When I was pregnant she would reach out to see how the pregnancy was going. In a non intrusive way.

Is it that much of a rarity to care about your DIL? That’s just so sad to me that so many of you have had negative experiences where your mil didn’t care about you.

Before you ask I am very close to my own parents as well but that doesn’t mean I can’t be close to my mil as well.

I think I would be hurt if I had a very difficult pregnancy and then my mil didn’t ask about me at all. Then waited until I wasn’t around and when my husband seemed tired asked him about it. But to be fair that’s because my mil has always shown love and genuine care for me.
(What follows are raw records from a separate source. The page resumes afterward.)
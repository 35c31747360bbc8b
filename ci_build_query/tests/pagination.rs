//! Cursor pagination across successive pages.

mod common;

use ci_build_query::{BuildQuery, MemoryStore, QueryConfig, QuerySources, Viewer};
use pretty_assertions::assert_eq;

use common::*;

async fn fifty_builds() -> MemoryStore {
    let store = store();
    store.insert_buildable(buildable(1, "public", "public")).await;
    store.insert_buildable(buildable(2, "secret", ALICE)).await;
    for id in 1..=50 {
        store.insert_build(build(id, "public", None, 1)).await;
    }
    store
}

#[tokio::test]
async fn pages_are_contiguous_and_non_overlapping() {
    let store = fifty_builds().await;
    let sources = QuerySources::from_store(&store);

    let first = BuildQuery::new(Viewer::public(), sources)
        .with_limit(20)
        .execute()
        .await
        .unwrap();
    assert_eq!(first.ids(), (1..=20).collect::<Vec<_>>());
    let cursor = first.next_cursor.clone().expect("more pages");

    let second = BuildQuery::new(Viewer::public(), sources)
        .with_limit(20)
        .after(cursor)
        .execute()
        .await
        .unwrap();
    assert_eq!(second.ids(), (21..=40).collect::<Vec<_>>());
    let cursor = second.next_cursor.clone().expect("more pages");

    let third = BuildQuery::new(Viewer::public(), sources)
        .with_limit(20)
        .after(cursor)
        .execute()
        .await
        .unwrap();
    assert_eq!(third.ids(), (41..=50).collect::<Vec<_>>());
    assert!(third.is_last());
}

#[tokio::test]
async fn exact_fit_has_no_continuation() {
    let store = fifty_builds().await;

    let page = BuildQuery::new(Viewer::public(), QuerySources::from_store(&store))
        .with_limit(50)
        .execute()
        .await
        .unwrap();

    assert_eq!(page.builds.len(), 50);
    assert!(page.is_last());
}

#[tokio::test]
async fn same_cursor_returns_same_page() {
    let store = fifty_builds().await;
    let sources = QuerySources::from_store(&store);

    let first = BuildQuery::new(Viewer::public(), sources)
        .with_limit(10)
        .execute()
        .await
        .unwrap();
    let cursor = first.next_cursor.expect("more pages");

    let query = BuildQuery::new(Viewer::public(), sources)
        .with_limit(10)
        .after(cursor);
    let a = query.execute().await.unwrap();
    let b = query.execute().await.unwrap();
    assert_eq!(a, b);
    assert_eq!(a.ids(), (11..=20).collect::<Vec<_>>());
}

#[tokio::test]
async fn hidden_builds_do_not_stall_the_cursor() {
    let store = store();
    store.insert_buildable(buildable(1, "public", "public")).await;
    store.insert_buildable(buildable(2, "secret", ALICE)).await;
    for id in 1..=6 {
        let name = if id % 2 == 0 { "secret" } else { "public" };
        store.insert_build(build(id, name, None, 1)).await;
    }
    let sources = QuerySources::from_store(&store);

    let first = BuildQuery::new(Viewer::public(), sources)
        .with_limit(3)
        .execute()
        .await
        .unwrap();
    assert_eq!(first.ids(), vec![1, 3]);

    let second = BuildQuery::new(Viewer::public(), sources)
        .with_limit(3)
        .after(first.next_cursor.expect("more pages"))
        .execute()
        .await
        .unwrap();
    assert_eq!(second.ids(), vec![5]);
    assert!(second.is_last());
}

#[tokio::test]
async fn page_size_is_clamped_to_configured_maximum() {
    let store = fifty_builds().await;
    let config = QueryConfig {
        max_page_size: 15,
        ..Default::default()
    };

    let query = BuildQuery::with_config(Viewer::public(), QuerySources::from_store(&store), &config)
        .with_limit(1000);
    assert_eq!(query.page_size(), 15);

    let page = query.execute().await.unwrap();
    assert_eq!(page.builds.len(), 15);
    assert!(!page.is_last());
}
My dad’s mom always showed love and care for my mom as well.

I think it’s so odd that it should be expected for your mil to treat you essentially as a stranger or acquaintance would be treated.

I do agree with the posters saying though it sounds like a DH problem more than just a mil problem. It is generally advised by marital counselors to not go to outsiders especially biased ones such as parents to vent about your marriage.

So the fact that this mil waited until the wife specifically wasn’t around to question her son on why he was so tired makes me think she feels comfortable asking her son these undermining questions and there has to be a reason she feels comfortable doing so and that reason is probably because her husband talks to his mom about this stuff.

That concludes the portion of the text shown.